In cinque entrarono a passo spedito nella stanza. Tutti noi sollevammo lo
sguardo incuriositi dal loro comportamento freddo, austero, distaccato e senza
alcun rispetto per un posto che non era loro. Come se avessero il diritto di
operare lì dentro senza neanche chiedere. La cosa che ci fece reagire fu quando
quello di colore prese per un braccio piuttosto
rudemente la piccola Charlotte.
-Ehi!-
esclamò lei, indignata.
L’uomo
la guardò con sguardo indifferente, mentre lei gli restituiva uno sguardo per nulla
simpatico.
-Ehi,
giù le mani!- s’intromise Cho.
Questa
volta il cioccolatino dovette girarsi e fronteggiare il suo nuovo avversario.
Cho non era alto, ma il suo sguardo glaciale e il suo comportamento da ex
militare lo facevano apparire piuttosto minaccioso.

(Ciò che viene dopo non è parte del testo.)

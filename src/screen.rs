use ratatui::{
    layout::{Constraint, Layout, Position, Rect},
    style::Style,
    text::Line,
    widgets::Block,
    Frame,
};

use crate::pages::about::AboutPage;
use crate::pages::contact::ContactPage;
use crate::pages::help::HelpPage;
use crate::pages::home::HomePage;
use crate::pages::loading::LoadingPage;
use crate::pages::navbar::Navbar;
use crate::pages::projects::ProjectsPage;
use crate::pages::skills::SkillsPage;
use crate::render_context::{HitMap, RenderContext};
use crate::state::Section;

pub const NAVBAR_ROWS: u16 = 2;

#[derive(Debug, Default)]
pub struct Screen {
    navbar: Navbar,
    home: HomePage,
    about: AboutPage,
    skills: SkillsPage,
    projects: ProjectsPage,
    contact: ContactPage,
    help: HelpPage,
    loading: LoadingPage,
}

impl Screen {
    pub fn new() -> Self {
        Self::default()
    }

    /// Draws the page and returns the clickable regions of this frame.
    pub fn render(&mut self, frame: &mut Frame, ctx: &RenderContext) -> HitMap {
        let mut hits = HitMap::new();
        let area = frame.area();
        let palette = ctx.palette;
        frame.render_widget(
            Block::default().style(Style::new().fg(palette.text).bg(palette.background)),
            area,
        );

        // navbar, section body, status line
        let [nav_area, body, status_area] = Layout::vertical([
            Constraint::Length(NAVBAR_ROWS),
            Constraint::Min(0),
            Constraint::Length(1),
        ])
        .areas(area);

        self.navbar.render(frame, nav_area, ctx, &mut hits);

        match ctx.section {
            Section::Home => self.home.render(frame, body, ctx),
            Section::About => self.about.render(frame, body, ctx),
            Section::Skills => self.skills.render(frame, body, ctx, &mut hits),
            Section::Projects => self.projects.render(frame, body, ctx, &mut hits),
            Section::Contact => self.contact.render(frame, body, ctx),
        }

        self.navbar.render_menu(frame, body, ctx, &mut hits);

        let status_line = Line::from(format!(
            "{}  |  ↑↓ Sections  ←→ Projects  t Theme  ? Help  q Quit",
            ctx.status
        ))
        .style(Style::new().fg(palette.background).bg(palette.muted));
        frame.render_widget(status_line, status_area);

        if ctx.show_help {
            self.help.render(frame, body, &palette);
        }

        self.loading.render(frame, area, ctx);

        if let Some((column, row)) = ctx.cursor.position() {
            let position = Position::new(column, row);
            if area.contains(position) {
                let cell = Rect::new(column, row, 1, 1);
                frame.render_widget(
                    Line::from(ctx.cursor.glyph()).style(Style::new().fg(palette.accent)),
                    cell,
                );
            }
        }

        hits
    }
}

Le ampie spalle e i grossi
muscoli non facevano che accentuare la cosa.
-Togliti
di mezzo cinesino!- lo provocò l’altro.
Cho,
sempre calmissimo, si frappose tra i due quel tanto che bastava
per fargli lasciare la presa su Charlotte.
-Non
sono cinese, sono coreano.-
Lo
straniero parve spiazzato da quel comportamento. Charlotte si nascose dietro a
Cho. Nel frattempo altri tre membri di quella strana squadra si erano fermati
dalla parte opposta del bullpenn, dove c’era l’entrata. Altri due invece, uno più anziano e semicalvo, e quello più alto e con un fare
minaccioso si fecero avanti.
-Stiamo
calmi. Siamo del BAU, Unità di Analisi Comportamentale. Noi siamo gli agenti
speciali supervisori Jason Gideon, Aaron Hotchner e
Derek Morgan; gli altri sono gli agenti speciali: Jennifer Jereau, Spencer Reid
e Emily Prentiss.- disse il primo.
-Chi
è il vostro capo?- domandò il secondo.
Questo
qua mi stava già antipatico. Nessuno di loro a dir la
verità mi piaceva. Attirata dal trambusto Lisbon uscì
dal suo ufficio seguita da un Jane piuttosto teso e preoccupato, visto i due
uomini in parte a sua figlia.
-Cosa
sta succedendo qui dentro?- domandò Lisbon, con un tono piuttosto autoritario.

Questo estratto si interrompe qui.